Bu, kardiyolenal sendromun gelişebileceği yollardan sadece bir tanesidir. İlk tetikleyici, böbreklerin (örneğin ileri kronik böbrek hastalığının) vücutta fazla sıvı birikmesine neden olduğu (böbrek hastalığı olan hastalarda olağandışı değil) yerine, böbrekleri kolaylıkla yerine getirebilir. Bu aşırı sıvı kalbe aşırı yüklenebilir ve giderek başarısızlığa neden olabilir.

Kardiyol Sendromu Nasıl Teşhis Edilir?

Akut hekim tarafından yapılan klinik şüphe, çoğu zaman olası bir tanıya yol açacaktır. Ancak, böbrek ve kalp fonksiyonlarını kontrol etmek için yapılan tipik testler, kesinlikle spesifik olmamakla birlikte yardımcı olacaktır. Bu testler:

Tipik hastada, kötüleşen böbrek fonksiyonunun yukarıdaki belirtileri ile birlikte, son kötüleşen (CHF) bir kalp hastalığı öyküsü olacaktır.

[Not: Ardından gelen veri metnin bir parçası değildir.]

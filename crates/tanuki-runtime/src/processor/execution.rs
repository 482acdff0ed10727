use std::path::Path;
use std::sync::OnceLock;

use async_trait::async_trait;
use regex::Regex;
use tanuki_core::truncate_for_log;
use tanuki_gitlab::GitlabApi;
use tanuki_provider::{ExecutionCallback, ExecutionContext, ExecutionOutcome, SessionOptions};
use tanuki_session::{SessionKey, SessionMeta};
use tokio::sync::Mutex;

use super::{reply, EventProcessor};
use crate::context::EventContext;
use crate::instruction::Instruction;
use crate::render;

/// Everything needed to run one prompt for an event.
pub(super) struct ExecutionPlan<'a> {
    pub(super) instruction: &'a Instruction,
    pub(super) key: &'a SessionKey,
    pub(super) work_dir: &'a Path,
    pub(super) system_prompt: String,
    pub(super) prompt: String,
    /// Stored on the session after a successful run.
    pub(super) meta: SessionMeta,
    /// Resume this id instead of the stored provider session.
    pub(super) resume_override: Option<String>,
}

/// Streams assistant progress into the event's progress comment.
struct ProgressReporter<'a> {
    api: &'a dyn GitlabApi,
    ctx: Mutex<&'a mut EventContext>,
    max_lines: usize,
}

#[async_trait]
impl<'a> ExecutionCallback for ProgressReporter<'a> {
    async fn on_progress(&self, message: String) {
        let message = message.trim().to_string();
        if message.is_empty() {
            return;
        }
        let mut ctx = self.ctx.lock().await;
        if ctx.push_progress(message, self.max_lines) {
            let body = render::progress_body(&**ctx);
            reply::edit_progress(self.api, &**ctx, &body).await;
        }
    }

    async fn on_error(&self, error: String) {
        tracing::debug!(error = %truncate_for_log(&error), "assistant cli reported an error");
    }
}

fn stale_session_pattern() -> Option<&'static Regex> {
    static PATTERN: OnceLock<Option<Regex>> = OnceLock::new();
    PATTERN
        .get_or_init(|| {
            Regex::new(
                r"(?i)(?:(?:session|conversation).{0,20}not\s+found|no\s+(?:session|conversation)\s+found)",
            )
            .ok()
        })
        .as_ref()
}

/// Errors meaning the provider no longer knows the resumed session.
pub(super) fn is_recoverable_session_error(error: &str) -> bool {
    stale_session_pattern().is_some_and(|pattern| pattern.is_match(error))
}

impl EventProcessor {
    fn session_options(&self, plan: &ExecutionPlan<'_>) -> SessionOptions {
        if let Some(session_id) = plan.resume_override.as_deref() {
            return SessionOptions::resume(session_id);
        }
        self.sessions
            .as_ref()
            .and_then(|sessions| sessions.get_provider_session(plan.key, plan.instruction.provider))
            .map(|stored| SessionOptions::resume(stored.session_id))
            .unwrap_or_default()
    }

    /// Runs the plan, resuming the stored provider session. A stale session
    /// is dropped and retried once with a fresh one per event.
    pub(super) async fn execute_with_recovery(
        &self,
        ctx: &mut EventContext,
        plan: &ExecutionPlan<'_>,
    ) -> ExecutionOutcome {
        let provider = plan.instruction.provider;
        let context = ExecutionContext {
            provider,
            system_prompt: plan.system_prompt.clone(),
            context: String::new(),
        };
        let mut options = self.session_options(plan);
        loop {
            tokio::time::sleep(self.config.dispatch_delay()).await;
            tracing::debug!(
                session_key = %plan.key,
                provider = %provider,
                resume = options.resume_id().is_some(),
                "dispatching prompt"
            );
            let outcome = {
                let reporter = ProgressReporter {
                    api: self.api.as_ref(),
                    ctx: Mutex::new(&mut *ctx),
                    max_lines: self.config.progress_max_lines,
                };
                self.executor
                    .execute_with_session(&plan.prompt, plan.work_dir, &context, &reporter, &options)
                    .await
            };
            if outcome.success {
                self.record_session(ctx, plan, &outcome);
                return outcome;
            }
            let stale = options.resume_id().is_some()
                && is_recoverable_session_error(outcome.error_message());
            if !stale || ctx.retry_attempted {
                return outcome;
            }
            ctx.retry_attempted = true;
            tracing::warn!(
                session_key = %plan.key,
                provider = %provider,
                error = %truncate_for_log(outcome.error_message()),
                "provider session is gone; retrying with a fresh session"
            );
            if let Some(sessions) = self.sessions.as_ref() {
                if let Err(error) = sessions.remove_session(plan.key, Some(provider)) {
                    tracing::warn!(
                        session_key = %plan.key,
                        error = %format!("{error:#}"),
                        "failed to drop stale provider session"
                    );
                }
            }
            options = SessionOptions::default();
        }
    }

    fn record_session(
        &self,
        ctx: &mut EventContext,
        plan: &ExecutionPlan<'_>,
        outcome: &ExecutionOutcome,
    ) {
        let (Some(sessions), Some(session_id)) =
            (self.sessions.as_ref(), outcome.session_id.as_deref())
        else {
            return;
        };
        if let Err(error) =
            sessions.set_session(plan.key, session_id, &plan.meta, plan.instruction.provider)
        {
            tracing::warn!(
                session_key = %plan.key,
                error = %format!("{error:#}"),
                "failed to persist session"
            );
            ctx.warn(format!("The conversation could not be saved: {error}"));
        }
    }
}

Kardiyol Sendromunun Tedavisi

Yukarıda belirtildiği gibi, kardiyolenal sendromun yönetimi açık nedenlerle araştırmanın aktif bir alanıdır. Kardiyolenal sendromlu hastalar sıklıkla hastaneye yatış ve morbidite artışı ile birlikte yüksek ölüm riskine sahiptir. Bu nedenle, etkili tedavi gereklidir. İşte bazı seçenekler:

  1. Kardiyolecal sendromun kaskadı tipik olarak aşırı sıvı hacmine yol açan başarısız bir kalp tarafından ayarlandığından, diüretik ilaçlar (vücuttan fazla sıvıdan kurtulmak için tasarlanmış) tedavinin ilk satırıdır. Sözde "su hapları" (özellikle "loop diuretics" olarak adlandırılan, genel bir örnek furosemide veya Lasix) duymuş olabilirsiniz. Hasta hastaneye yatmayı gerektirecek kadar hasta ise, intravenöz loop diüretik enjeksiyonları kullanılır. Bu ilaçların bolus enjeksiyonları işe yaramazsa, sürekli bir damla gerekebilir.
  2. Bununla birlikte, tedavi bu kadar basit değildir. Bir döngü diüretikinin reçete edilmesi bazen klinisyenin sıvı tahliyesiyle "pisti aşması" na neden olabilir ve serum kreatinin seviyesinin yükselmesine neden olur (bu da daha kötü bir böbrek fonksiyonuna dönüşür). Bu böbrekler kan perfüzyonunda bir düşüş olabilir. Bu nedenle, diüretik dozlama hastanın “çok kuru” ya da “çok ıslak” bırakılması arasındaki doğru dengeye çarpması gerekir.
  3. Son olarak, bir döngü diüretik etkinliğinin, böbreklerin fonksiyonuna ve aşırı sıvının dışarı alınma yeteneğine bağlı olduğunu unutmayın. Bu nedenle, böbrek genellikle zincirdeki zayıf bağlantı haline gelebilir. Yani, bir diüretik ne kadar güçlü olursa olsun, böbrekler yeterince iyi çalışmıyorsa, agresif çabalara rağmen vücuttan hiç sıvı alınamaz.
  4. Yukarıdaki durumda, aqua pferezi veya hatta diyaliz gibi sıvıları dışarı almak için invaziv tedaviler gerekebilir. Bu invaziv tedaviler tartışmalı ve kanıtlar şimdiye kadar çelişkili sonuçlar verdi. Bu nedenle, hiçbir şekilde, bu durumun ilk tedavi yolu değildir.
  5. Sıklıkla denenmekte olan başka ilaçlar da vardır (yine standart ilk basamak tedavisi olmak zorunda olmamakla birlikte) ve bunlar arasında inotroplar (kalbin pompalama kuvvetini arttıran), renin-anjiyotensin blokerleri ve bunun gibi kardiyolecik sendromu tedavi etmek için deneysel ilaçlar bulunmaktadır. tolvaptan.